[Opening RECORDS TO USE section]

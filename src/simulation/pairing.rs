use crate::data::messages::{MessageLibrary, MessageRecord};

/// The i-th alert and the i-th guide of a day. Either side may be missing
/// when a day has more of one kind than the other.
#[derive(Debug, Clone, Copy, PartialEq, Eq)]
pub struct MessagePair<'a> {
    pub alert: Option<&'a MessageRecord>,
    pub guide: Option<&'a MessageRecord>,
}

pub fn pairs_for_day(library: &MessageLibrary, day: u32) -> Vec<MessagePair<'_>> {
    let alerts: Vec<&MessageRecord> = library.alerts.iter().filter(|m| m.day == day).collect();
    let guides: Vec<&MessageRecord> = library.guides.iter().filter(|m| m.day == day).collect();

    let total = alerts.len().max(guides.len());
    (0..total)
        .map(|i| MessagePair {
            alert: alerts.get(i).copied(),
            guide: guides.get(i).copied(),
        })
        .collect()
}

pub fn pair_count(library: &MessageLibrary, day: u32) -> usize {
    let alerts = library.alerts.iter().filter(|m| m.day == day).count();
    let guides = library.guides.iter().filter(|m| m.day == day).count();
    alerts.max(guides)
}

[Closing RECORDS TO USE section]

**WORK INSTRUCTIONS**
Retype each line above exactly as written.

**ANSWER BOX**
filename src/simulation/pairing.rs
use crate::data::messages::{MessageLibrary, MessageRecord};

/// The i-th alert and the i-th guide of a day. Either side may be missing
/// when a day has more of one kind than the other.
#[derive(Debug, Clone, Copy, PartialEq, Eq)]
pub struct MessagePair<'a> {
    pub alert: Option<&'a MessageRecord>,
    pub guide: Option<&'a MessageRecord>,
}

pub fn pairs_for_day(library: &MessageLibrary, day: u32) -> Vec<MessagePair<'_>> {
    let alerts: Vec<&MessageRecord> = library.alerts.iter().filter(|m| m.day == day).collect();
    let guides: Vec<&MessageRecord> = library.guides.iter().filter(|m| m.day == day).collect();

    let total = alerts.len().max(guides.len());
    (0..total)
        .map(|i| MessagePair {
            alert: alerts.get(i).copied(),
            guide: guides.get(i).copied(),
        })
        .collect()
}

pub fn pair_count(library: &MessageLibrary, day: u32) -> usize {
    let alerts = library.alerts.iter().filter(|m| m.day == day).count();
    let guides = library.guides.iter().filter(|m| m.day == day).count();
    alerts.max(guides)
}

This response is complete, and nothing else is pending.